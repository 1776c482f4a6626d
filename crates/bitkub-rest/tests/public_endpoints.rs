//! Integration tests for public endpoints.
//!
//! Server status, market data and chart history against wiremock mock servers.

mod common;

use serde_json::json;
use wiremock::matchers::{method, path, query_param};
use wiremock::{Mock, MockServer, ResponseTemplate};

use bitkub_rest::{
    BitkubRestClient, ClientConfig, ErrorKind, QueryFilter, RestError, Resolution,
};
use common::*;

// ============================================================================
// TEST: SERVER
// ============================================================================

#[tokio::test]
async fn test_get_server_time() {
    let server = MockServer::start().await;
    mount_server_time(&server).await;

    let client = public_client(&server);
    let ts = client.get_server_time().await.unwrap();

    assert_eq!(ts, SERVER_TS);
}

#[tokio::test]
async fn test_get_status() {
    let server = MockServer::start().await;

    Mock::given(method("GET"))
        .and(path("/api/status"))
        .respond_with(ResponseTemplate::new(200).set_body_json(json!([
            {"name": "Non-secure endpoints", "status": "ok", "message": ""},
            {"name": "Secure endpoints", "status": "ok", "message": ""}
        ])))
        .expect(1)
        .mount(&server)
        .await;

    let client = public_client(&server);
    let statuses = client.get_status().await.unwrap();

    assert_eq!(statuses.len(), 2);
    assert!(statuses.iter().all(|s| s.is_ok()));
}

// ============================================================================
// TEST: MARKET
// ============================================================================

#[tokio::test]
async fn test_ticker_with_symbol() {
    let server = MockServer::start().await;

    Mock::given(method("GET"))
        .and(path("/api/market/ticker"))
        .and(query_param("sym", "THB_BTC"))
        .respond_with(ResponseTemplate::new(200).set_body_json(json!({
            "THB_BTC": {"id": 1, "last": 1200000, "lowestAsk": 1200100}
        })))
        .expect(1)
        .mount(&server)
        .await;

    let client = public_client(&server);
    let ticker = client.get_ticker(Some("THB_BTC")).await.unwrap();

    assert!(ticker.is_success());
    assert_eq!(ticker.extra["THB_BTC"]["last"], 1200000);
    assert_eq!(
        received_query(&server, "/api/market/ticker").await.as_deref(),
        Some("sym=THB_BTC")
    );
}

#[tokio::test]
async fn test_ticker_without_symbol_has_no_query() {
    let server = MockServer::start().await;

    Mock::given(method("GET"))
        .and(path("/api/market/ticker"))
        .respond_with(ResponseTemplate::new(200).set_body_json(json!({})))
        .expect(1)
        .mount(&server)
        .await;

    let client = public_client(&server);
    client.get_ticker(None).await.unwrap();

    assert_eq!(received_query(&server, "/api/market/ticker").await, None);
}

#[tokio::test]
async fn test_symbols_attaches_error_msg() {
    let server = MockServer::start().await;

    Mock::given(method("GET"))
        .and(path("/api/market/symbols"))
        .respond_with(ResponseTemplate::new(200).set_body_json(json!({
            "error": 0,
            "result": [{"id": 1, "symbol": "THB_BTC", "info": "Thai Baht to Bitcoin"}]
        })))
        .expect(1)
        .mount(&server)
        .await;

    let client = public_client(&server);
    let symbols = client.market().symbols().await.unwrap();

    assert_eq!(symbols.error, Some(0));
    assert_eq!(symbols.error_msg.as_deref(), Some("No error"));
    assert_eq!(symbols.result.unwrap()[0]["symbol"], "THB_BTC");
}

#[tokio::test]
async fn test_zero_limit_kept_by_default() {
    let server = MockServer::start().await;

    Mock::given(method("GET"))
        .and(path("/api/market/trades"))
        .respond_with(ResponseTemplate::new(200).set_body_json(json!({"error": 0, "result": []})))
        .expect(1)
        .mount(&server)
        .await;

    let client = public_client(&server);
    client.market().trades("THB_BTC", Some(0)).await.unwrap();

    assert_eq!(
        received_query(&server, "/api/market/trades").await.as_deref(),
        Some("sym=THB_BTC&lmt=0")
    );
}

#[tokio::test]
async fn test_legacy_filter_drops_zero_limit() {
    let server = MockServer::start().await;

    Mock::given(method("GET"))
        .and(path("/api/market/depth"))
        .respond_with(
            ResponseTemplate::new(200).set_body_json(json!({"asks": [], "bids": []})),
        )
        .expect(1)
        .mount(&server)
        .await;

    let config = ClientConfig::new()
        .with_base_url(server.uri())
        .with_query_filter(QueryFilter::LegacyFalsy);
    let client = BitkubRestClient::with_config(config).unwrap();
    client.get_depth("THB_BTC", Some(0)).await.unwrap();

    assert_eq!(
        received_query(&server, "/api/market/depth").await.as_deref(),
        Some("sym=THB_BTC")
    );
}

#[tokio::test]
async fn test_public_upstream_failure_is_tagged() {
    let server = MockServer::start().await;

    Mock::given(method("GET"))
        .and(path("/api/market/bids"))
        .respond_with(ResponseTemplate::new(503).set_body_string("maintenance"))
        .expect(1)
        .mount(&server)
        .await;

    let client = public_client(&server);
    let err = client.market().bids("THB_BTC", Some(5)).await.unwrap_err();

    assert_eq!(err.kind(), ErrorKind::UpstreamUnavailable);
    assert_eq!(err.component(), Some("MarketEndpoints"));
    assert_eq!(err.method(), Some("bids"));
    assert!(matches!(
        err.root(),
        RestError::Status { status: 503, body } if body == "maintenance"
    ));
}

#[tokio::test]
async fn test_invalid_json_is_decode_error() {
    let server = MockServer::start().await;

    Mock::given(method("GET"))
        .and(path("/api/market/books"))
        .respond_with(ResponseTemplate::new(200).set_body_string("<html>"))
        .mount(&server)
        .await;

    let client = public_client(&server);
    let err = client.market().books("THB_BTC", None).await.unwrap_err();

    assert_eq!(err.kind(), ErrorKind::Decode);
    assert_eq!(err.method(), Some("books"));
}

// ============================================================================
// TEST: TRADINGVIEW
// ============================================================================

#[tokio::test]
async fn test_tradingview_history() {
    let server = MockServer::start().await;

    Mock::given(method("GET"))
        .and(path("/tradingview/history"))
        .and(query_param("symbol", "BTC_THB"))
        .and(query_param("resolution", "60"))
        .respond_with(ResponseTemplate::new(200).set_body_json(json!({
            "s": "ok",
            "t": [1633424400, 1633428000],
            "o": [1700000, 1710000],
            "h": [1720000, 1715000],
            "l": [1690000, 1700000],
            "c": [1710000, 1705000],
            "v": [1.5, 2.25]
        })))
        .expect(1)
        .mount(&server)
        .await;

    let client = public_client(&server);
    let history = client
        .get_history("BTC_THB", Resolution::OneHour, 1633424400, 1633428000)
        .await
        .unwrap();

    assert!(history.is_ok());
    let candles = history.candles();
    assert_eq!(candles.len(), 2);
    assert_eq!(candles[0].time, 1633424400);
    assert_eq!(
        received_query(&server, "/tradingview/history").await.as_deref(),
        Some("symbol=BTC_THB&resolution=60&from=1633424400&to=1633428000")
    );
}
● ● ●
--- WHAT YOU WILL DO ---
The count alone is wanted: how many lines above hold the string "books"?

--- EXPECTED ANSWER ---
3